Hypothyroidism (low thyroid function) can also contribute. Thyroid hormones regulate proteins in the kidney responsible for water transport and sodium balance. When thyroid levels fall, the kidneys lose their ability to clear water efficiently, leading to retention and diluted sodium. Both conditions are identified through blood tests and treated with hormone replacement.

Fluid Loss From Vomiting and Diarrhea

Prolonged vomiting, diarrhea, or heavy sweating causes the body to lose both sodium and water. The problem often gets worse when people replace those losses with plain water or other low-sodium fluids.

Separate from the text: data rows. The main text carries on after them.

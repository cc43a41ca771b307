//! Response body parsing.
//!
//! Sync functions that turn a raw body into an [`Annotation`] according to
//! the configured [`ResponseFormat`].

use serde_json::Value;
use synext_core::Annotation;

use crate::config::ResponseFormat;
use crate::error::{ClientError, ClientResult};

/// Parse a response body into an annotation.
pub fn parse_annotation(body: &str, format: ResponseFormat) -> ClientResult<Annotation> {
    match format {
        ResponseFormat::Structured => parse_structured(body),
        ResponseFormat::CharPair => parse_char_pair(body),
    }
}

// ============================================================================
// Structured bodies
// ============================================================================

/// Parse `{"syntax": .., "baseline": ..}` or `[syntax, baseline, ..]`.
///
/// A blank body (the service's answer to blank text) is a short body with
/// no usable characters.
pub fn parse_structured(body: &str) -> ClientResult<Annotation> {
    let trimmed = body.trim();
    if trimmed.is_empty() {
        return Err(ClientError::ShortBody { length: 0 });
    }

    let json: Value = serde_json::from_str(trimmed)?;
    match &json {
        Value::Object(map) => {
            let syntax = string_field(&json, "syntax")?;
            let baseline = string_field(&json, "baseline")?;
            if map.len() > 2 {
                tracing::debug!(fields = map.len(), "Ignoring extra fields in annotation body");
            }
            Ok(Annotation::new(syntax, baseline))
        }
        Value::Array(items) => {
            let [syntax, baseline, ..] = items.as_slice() else {
                return Err(ClientError::InvalidResponse {
                    message: format!("Expected at least 2 array items, got {}", items.len()),
                });
            };
            match (syntax.as_str(), baseline.as_str()) {
                (Some(syntax), Some(baseline)) => Ok(Annotation::new(syntax, baseline)),
                _ => Err(ClientError::InvalidResponse {
                    message: "Array items must be strings".to_string(),
                }),
            }
        }
        other => Err(ClientError::InvalidResponse {
            message: format!("Expected object or array, got {}", json_kind(other)),
        }),
    }
}

fn string_field<'a>(json: &'a Value, field: &str) -> ClientResult<&'a str> {
    json.get(field)
        .and_then(Value::as_str)
        .ok_or_else(|| ClientError::InvalidResponse {
            message: format!("Missing or non-string field '{field}'"),
        })
}

const fn json_kind(value: &Value) -> &'static str {
    match value {
        Value::Null => "null",
        Value::Bool(_) => "boolean",
        Value::Number(_) => "number",
        Value::String(_) => "string",
        Value::Array(_) => "array",
        Value::Object(_) => "object",
    }
}

// ============================================================================
// Character pairs
// ============================================================================

/// First character to syntax, second to baseline; the rest is ignored.
pub fn parse_char_pair(body: &str) -> ClientResult<Annotation> {
    let mut chars = body.chars();
    match (chars.next(), chars.next()) {
        (Some(first), Some(second)) => Ok(Annotation::new(first, second)),
        _ => Err(ClientError::ShortBody {
            length: body.chars().count(),
        }),
    }
}

#[cfg(test)]
mod tests {
    use super::*;

    #[test]
    fn test_structured_object() {
        let body = r#"{"syntax": "He *eats* bread<br/>She *sees* it", "baseline": "John *likes* cheese"}"#;
        let annotation = parse_annotation(body, ResponseFormat::Structured).unwrap();

        assert_eq!(annotation.syntax_lines().len(), 2);
        assert_eq!(annotation.baseline, "John *likes* cheese");
    }

    #[test]
    fn test_structured_array() {
        let annotation = parse_structured(r#"["syn", "base", "ignored"]"#).unwrap();
        assert_eq!(annotation, Annotation::new("syn", "base"));
    }

    #[test]
    fn test_structured_blank_body_is_short() {
        assert!(matches!(
            parse_structured(""),
            Err(ClientError::ShortBody { length: 0 })
        ));
        assert!(matches!(
            parse_structured("  \n"),
            Err(ClientError::ShortBody { length: 0 })
        ));
    }

    #[test]
    fn test_structured_rejects_wrong_shapes() {
        assert!(matches!(
            parse_structured(r#"{"syntax": "only one"}"#),
            Err(ClientError::InvalidResponse { .. })
        ));
        assert!(matches!(
            parse_structured(r#"{"syntax": 1, "baseline": "b"}"#),
            Err(ClientError::InvalidResponse { .. })
        ));
        assert!(matches!(
            parse_structured(r#"["one"]"#),
            Err(ClientError::InvalidResponse { .. })
        ));
        assert!(matches!(
            parse_structured(r"[1, 2]"),
            Err(ClientError::InvalidResponse { .. })
        ));
        assert!(matches!(
            parse_structured("42"),
            Err(ClientError::InvalidResponse { .. })
        ));
    }

    #[test]
    fn test_structured_rejects_non_json() {
        assert!(matches!(
            parse_structured("<html>oops</html>"),
            Err(ClientError::JsonParse(_))
        ));
    }

    #[test]
    fn test_char_pair_takes_first_two_characters() {
        let annotation = parse_annotation("XY", ResponseFormat::CharPair).unwrap();
        assert_eq!(annotation.syntax, "X");
        assert_eq!(annotation.baseline, "Y");

        let annotation = parse_char_pair(r#"{"syntax": "a"}"#).unwrap();
        assert_eq!(annotation, Annotation::new("{", "\""));
    }

    #[test]
    fn test_char_pair_counts_characters_not_bytes() {
        let annotation = parse_char_pair("éü!").unwrap();
        assert_eq!(annotation, Annotation::new("é", "ü"));

        assert!(matches!(
            parse_char_pair("é"),
            Err(ClientError::ShortBody { length: 1 })
        ));
    }

    #[test]
    fn test_char_pair_short_bodies() {
        assert!(matches!(
            parse_char_pair(""),
            Err(ClientError::ShortBody { length: 0 })
        ));
        assert!(matches!(
            parse_char_pair("X"),
            Err(ClientError::ShortBody { length: 1 })
        ));
    }
}
//! Embedded demo page.
//!
//! Element ids match `synext_core::page`: input `text`, regions `out-text`
//! and `out-text-baseline`. The script mirrors `AnnotateService`: the query
//! is percent-encoded, errors are shown instead of swallowed, and a response
//! only lands if no newer request has already written the regions.

/// The page served at `/`.
pub const INDEX_HTML: &str = r#"<!DOCTYPE html>
<html lang="en">
<head>
<meta charset="utf-8">
<title>Syntax extractor</title>
<style>
  body { font-family: sans-serif; margin: 2em auto; max-width: 60em; }
  #text { width: 100%; font-size: 1.1em; padding: 0.3em; }
  .regions { display: flex; gap: 2em; margin-top: 1em; }
  .regions section { flex: 1; }
  .region { min-height: 6em; border: 1px solid #ccc; padding: 0.5em; }
  #status { color: #a00; min-height: 1.2em; }
</style>
</head>
<body>
<h1>Syntax extractor</h1>
<p>Mark the target word with asterisks, e.g. <code>John *likes* Mary</code>,
or tick sentence mode to look up whole sentences.</p>
<input id="text" type="text" value="John *likes* Mary">
<p>
  <label><input id="sentence" type="checkbox"> sentence mode</label>
  <button id="annotate" type="button">Annotate</button>
</p>
<div id="status"></div>
<div class="regions">
  <section><h2>Syntax</h2><div id="out-text" class="region"></div></section>
  <section><h2>Baseline</h2><div id="out-text-baseline" class="region"></div></section>
</div>
<script>
(function () {
  let issued = 0;
  let applied = 0;

  async function annotate() {
    const ticket = ++issued;
    const text = document.getElementById("text").value;
    const sentence = document.getElementById("sentence").checked;
    const status = document.getElementById("status");

    let url = "/api/annotate?text=" + encodeURIComponent(text);
    if (sentence) {
      url += "&sentence_based=1";
    }

    try {
      const response = await fetch(url);
      const body = await response.json();
      if (!response.ok) {
        throw new Error(body.error || ("HTTP " + response.status));
      }
      if (ticket < applied) {
        return;
      }
      applied = ticket;
      document.getElementById("out-text").innerHTML = body.syntax;
      document.getElementById("out-text-baseline").innerHTML = body.baseline;
      status.textContent = "";
    } catch (err) {
      status.textContent = "Annotation failed: " + err.message;
    }
  }

  document.getElementById("annotate").addEventListener("click", annotate);
  document.getElementById("text").addEventListener("keydown", function (event) {
    if (event.key === "Enter") {
      annotate();
    }
  });
})();
</script>
</body>
</html>
"#;
//! URL construction for the annotation endpoint.
//!
//! The query value is always percent-encoded, so user text cannot inject
//! extra parameters or break the URL.

use synext_core::{AnnotationMode, AnnotationRequest};
use url::Url;

use crate::models::EndpointConfig;

/// Query parameter carrying the text.
const TEXT_PARAM: &str = "text";

/// Query parameter switching the service to sentence lookups.
const SENTENCE_PARAM: &str = "sentence_based";

/// Build the GET URL for an annotation request.
///
/// Parameters are appended after any query the endpoint already carries.
pub fn build_annotate_url(config: &EndpointConfig, request: &AnnotationRequest) -> Url {
    let mut url = config.base_url.clone();

    let mut query = format!("{TEXT_PARAM}={}", urlencoding::encode(&request.text));
    if request.mode == AnnotationMode::Sentence {
        query.push_str(&format!("&{SENTENCE_PARAM}=1"));
    }

    let combined = match url.query() {
        Some(existing) if !existing.is_empty() => format!("{existing}&{query}"),
        _ => query,
    };
    url.set_query(Some(&combined));

    url
}
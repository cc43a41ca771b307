//! Error types for annotation client operations.
//!
//! These errors are internal to `synext-client` and are mapped to core port
//! errors at the boundary.

use thiserror::Error;

/// Result type alias for client operations.
pub type ClientResult<T> = Result<T, ClientError>;

/// Errors related to talking to the annotation service.
#[derive(Debug, Error)]
pub enum ClientError {
    /// Request failed with an HTTP error status.
    #[error("Annotation request failed with status {status}: {url}")]
    ApiRequestFailed {
        /// HTTP status code
        status: u16,
        /// The URL that was requested
        url: String,
    },

    /// The body was readable but not in the expected shape.
    #[error("Invalid response from annotation service: {message}")]
    InvalidResponse {
        /// Description of what was invalid
        message: String,
    },

    /// The body holds fewer than two characters.
    #[error("Response body has {length} character(s), expected at least 2")]
    ShortBody {
        /// Body length in characters
        length: usize,
    },

    /// Network or HTTP client error.
    #[error("Network error: {0}")]
    Network(#[from] reqwest::Error),

    /// URL parsing error.
    #[error("Invalid URL: {0}")]
    InvalidUrl(#[from] url::ParseError),

    /// JSON parsing error.
    #[error("JSON parsing error: {0}")]
    JsonParse(#[from] serde_json::Error),
}

#[cfg(test)]
mod tests {
    use super::*;

    #[test]
    fn test_api_request_failed_error_message() {
        let error = ClientError::ApiRequestFailed {
            status: 404,
            url: "http://nlp.biu.ac.il/~lazary/syntax_extractor/?text=a".to_string(),
        };
        let msg = error.to_string();
        assert!(msg.contains("404"));
        assert!(msg.contains("syntax_extractor"));
    }

    #[test]
    fn test_short_body_error_message() {
        let error = ClientError::ShortBody { length: 0 };
        assert!(error.to_string().contains("0 character"));
    }

    #[test]
    fn test_invalid_url_from_parse_error() {
        let error: ClientError = url::Url::parse("not a url").unwrap_err().into();
        assert!(matches!(error, ClientError::InvalidUrl(_)));
    }
}
//! Command handlers.
//!
//! Each handler takes the [`CliContext`](crate::bootstrap::CliContext),
//! drives an `AnnotateService` and formats the result for the terminal.

pub mod annotate;
pub mod repl;
pub mod web;
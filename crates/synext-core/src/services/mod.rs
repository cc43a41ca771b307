//! Application services that orchestrate ports and the page model.

mod annotate;

pub use annotate::{AnnotateOutcome, AnnotateService};
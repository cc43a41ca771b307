//! CLI bootstrap - the composition root.
//!
//! The HTTP annotation client is built here; handlers only see the
//! [`AnnotatorPort`] trait object.

use std::sync::Arc;

use synext_client::{AnnotatorClientConfig, DefaultAnnotatorClient};
use synext_core::{AnnotatorPort, OutputPanel};

use crate::error::CliError;

/// Fully composed context for CLI commands.
pub struct CliContext {
    /// Annotation backend.
    pub annotator: Arc<dyn AnnotatorPort>,
    /// Client settings the annotator was built from (reused by `web`).
    pub client_config: AnnotatorClientConfig,
}

impl CliContext {
    /// Build a context around an existing annotator.
    pub fn new(annotator: Arc<dyn AnnotatorPort>, client_config: AnnotatorClientConfig) -> Self {
        Self {
            annotator,
            client_config,
        }
    }

    /// A fresh, empty output panel.
    pub fn new_panel(&self) -> Arc<OutputPanel> {
        Arc::new(OutputPanel::new())
    }
}

/// Build the CLI context with the HTTP annotation client.
///
/// # Errors
///
/// Returns [`CliError::Config`] when the endpoint URL or HTTP client
/// cannot be set up.
pub fn bootstrap(config: AnnotatorClientConfig) -> Result<CliContext, CliError> {
    let client = DefaultAnnotatorClient::new(&config)?;
    tracing::debug!(endpoint = config.base_url(), "Annotation client ready");
    Ok(CliContext::new(Arc::new(client), config))
}
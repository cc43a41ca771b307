//! Port definitions for the annotation backend.
//!
//! The core domain talks to the annotation service only through
//! [`AnnotatorPort`]. The HTTP implementation lives in `synext-client`.

mod annotator;
mod error;

pub use annotator::AnnotatorPort;
#[cfg(test)]
pub use annotator::MockAnnotatorPort;
pub use error::{AnnotatorError, AnnotatorResult};
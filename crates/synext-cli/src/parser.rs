//! Main CLI parser and top-level argument handling.
//!
//! This module defines the root CLI structure with global options.

use std::time::Duration;

use clap::{Parser, ValueEnum};
use synext_client::{AnnotatorClientConfig, ResponseFormat};

use crate::commands::Commands;

/// How the annotation service's response body is read.
#[derive(Debug, Clone, Copy, Default, PartialEq, Eq, ValueEnum)]
pub enum FormatArg {
    /// JSON `{syntax, baseline}` object
    #[default]
    Structured,
    /// First two characters of the raw body
    CharPair,
}

impl From<FormatArg> for ResponseFormat {
    fn from(arg: FormatArg) -> Self {
        match arg {
            FormatArg::Structured => Self::Structured,
            FormatArg::CharPair => Self::CharPair,
        }
    }
}

/// Command-line interface for the syntax extractor client.
#[derive(Parser)]
#[command(name = "synext")]
#[command(about = "Find syntactically similar words and sentences via the syntax extractor service")]
#[command(version)]
pub struct Cli {
    /// Annotation endpoint URL
    #[arg(long, global = true, env = "SYNEXT_ENDPOINT")]
    pub endpoint: Option<String>,

    /// Request timeout in seconds
    #[arg(long, global = true, env = "SYNEXT_TIMEOUT", value_name = "SECS")]
    pub timeout: Option<u64>,

    /// Retries for network errors and 5xx responses
    #[arg(long, global = true, env = "SYNEXT_RETRIES")]
    pub retries: Option<u8>,

    /// Response body format
    #[arg(long, global = true, env = "SYNEXT_FORMAT", value_enum, default_value_t)]
    pub format: FormatArg,

    /// Enable verbose/debug output
    #[arg(short = 'v', long = "verbose", global = true)]
    pub verbose: bool,

    #[command(subcommand)]
    pub command: Option<Commands>,
}

impl Cli {
    /// Client configuration from the global options.
    pub fn client_config(&self) -> AnnotatorClientConfig {
        let mut config = AnnotatorClientConfig::new().with_response_format(self.format.into());
        if let Some(ref endpoint) = self.endpoint {
            config = config.with_base_url(endpoint.clone());
        }
        if let Some(secs) = self.timeout {
            config = config.with_timeout(Duration::from_secs(secs));
        }
        if let Some(retries) = self.retries {
            config = config.with_max_retries(retries);
        }
        config
    }
}

#[cfg(test)]
mod tests {
    use super::*;
    use clap::CommandFactory;

    #[test]
    fn test_cli_parser_builds() {
        // Verify the CLI parser can be constructed
        Cli::command().debug_assert();
    }

    #[test]
    fn test_global_args() {
        let cli = Cli::parse_from([
            "synext",
            "--verbose",
            "--endpoint",
            "http://localhost:5000/syntax_extractor/",
            "--format",
            "char-pair",
            "annotate",
            "hello",
        ]);
        assert!(cli.verbose);
        assert_eq!(cli.format, FormatArg::CharPair);

        let config = cli.client_config();
        assert_eq!(config.base_url(), "http://localhost:5000/syntax_extractor/");
    }

    #[test]
    fn test_format_conversion() {
        assert_eq!(
            ResponseFormat::from(FormatArg::Structured),
            ResponseFormat::Structured
        );
        assert_eq!(
            ResponseFormat::from(FormatArg::CharPair),
            ResponseFormat::CharPair
        );
    }
}
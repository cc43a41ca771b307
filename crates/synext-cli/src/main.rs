//! CLI entry point - the composition root.
//!
//! Parses arguments, installs logging, wires the annotation client via
//! bootstrap and dispatches to the command handlers.

use clap::{CommandFactory, Parser};
use tracing_subscriber::EnvFilter;

use synext_cli::commands::mode_from_flag;
use synext_cli::{Cli, CliError, Commands, bootstrap, handlers};

fn init_tracing(verbose: bool) {
    let default_level = if verbose { "debug" } else { "warn" };
    let filter =
        EnvFilter::try_from_default_env().unwrap_or_else(|_| EnvFilter::new(default_level));
    tracing_subscriber::fmt()
        .with_env_filter(filter)
        .with_writer(std::io::stderr)
        .init();
}

async fn run(cli: Cli) -> anyhow::Result<()> {
    let Some(command) = cli.command.as_ref() else {
        // No command provided - show help
        Cli::command().print_help()?;
        return Ok(());
    };

    let ctx = bootstrap(cli.client_config())?;

    match command {
        Commands::Annotate {
            text,
            sentence,
            json,
        } => {
            handlers::annotate::execute(&ctx, &text.join(" "), mode_from_flag(*sentence), *json)
                .await?;
        }
        Commands::Repl { sentence } => {
            handlers::repl::execute(&ctx, mode_from_flag(*sentence)).await?;
        }
        Commands::Web {
            host,
            port,
            allow_origin,
        } => {
            handlers::web::execute(&ctx, host.clone(), *port, allow_origin.clone()).await?;
        }
    }

    Ok(())
}

#[tokio::main]
async fn main() {
    // Load environment variables before clap reads its env fallbacks
    dotenvy::dotenv().ok();

    let cli = Cli::parse();
    init_tracing(cli.verbose);

    if let Err(err) = run(cli).await {
        let code = err.downcast_ref::<CliError>().map_or(1, CliError::exit_code);
        eprintln!("Error: {err:#}");
        std::process::exit(code);
    }
}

You’re putting water back in without replacing the sodium that left, widening the gap. Burns and bowel obstructions can do the same thing by trapping sodium-rich fluid in tissues where it can’t circulate normally.

Overhydration During Exercise

Exercise-associated hyponatremia is a well-documented risk during marathons, triathlons, and other endurance events. It happens when athletes drink far more water than they’re losing through sweat, often out of fear of dehydration or by following rigid drinking schedules that don’t account for individual needs.

The excess water overwhelms the kidneys’ ability to excrete it quickly, and ADH levels often rise during prolonged exercise, compounding the problem. Taking NSAIDs like ibuprofen before or during exercise makes things worse by further impairing the kidneys’ water-clearing ability. Symptoms can appear when sodium drops below 130 mmol/L, and severe cases with sodium plunging below 110-115 mmol/L can cause seizures and coma. Drinking to thirst rather than on a fixed schedule is the simplest prevention strategy.

Low-Solute Diets and Excessive Water Intake

Your kidneys need a certain amount of dissolved substances (solutes) from food to pull water into urine. People on extremely low-protein or low-salt diets, sometimes called “tea and toast” diets, may not give their kidneys enough material to work with. The kidneys can’t concentrate the urine properly, so water backs up in the body and dilutes sodium. A related condition, beer potomania, occurs in people who consume large amounts of beer with very little solid food, for the same reason.

Psychogenic polydipsia, a condition where people compulsively drink enormous quantities of water, can also overwhelm the kidneys’ capacity to excrete fluid. This is more common in people with certain psychiatric conditions.

How Symptoms Progress

Mild low sodium often goes unnoticed. As levels drop, symptoms typically appear in a predictable sequence: fatigue and nausea come first, followed by headache and muscle cramps. Below 125 mmol/L, confusion, irritability, and drowsiness become more likely. The most dangerous cases involve rapid drops in sodium, which can cause the brain to swell. This is a medical emergency that can lead to seizures, coma, and death.

The speed of the drop matters as much as the number. A person whose sodium gradually drifts to 125 over several weeks may feel only mildly tired, while someone whose sodium crashes to 128 over a few hours may be seriously ill. The brain has time to adapt to slow changes but not to fast ones.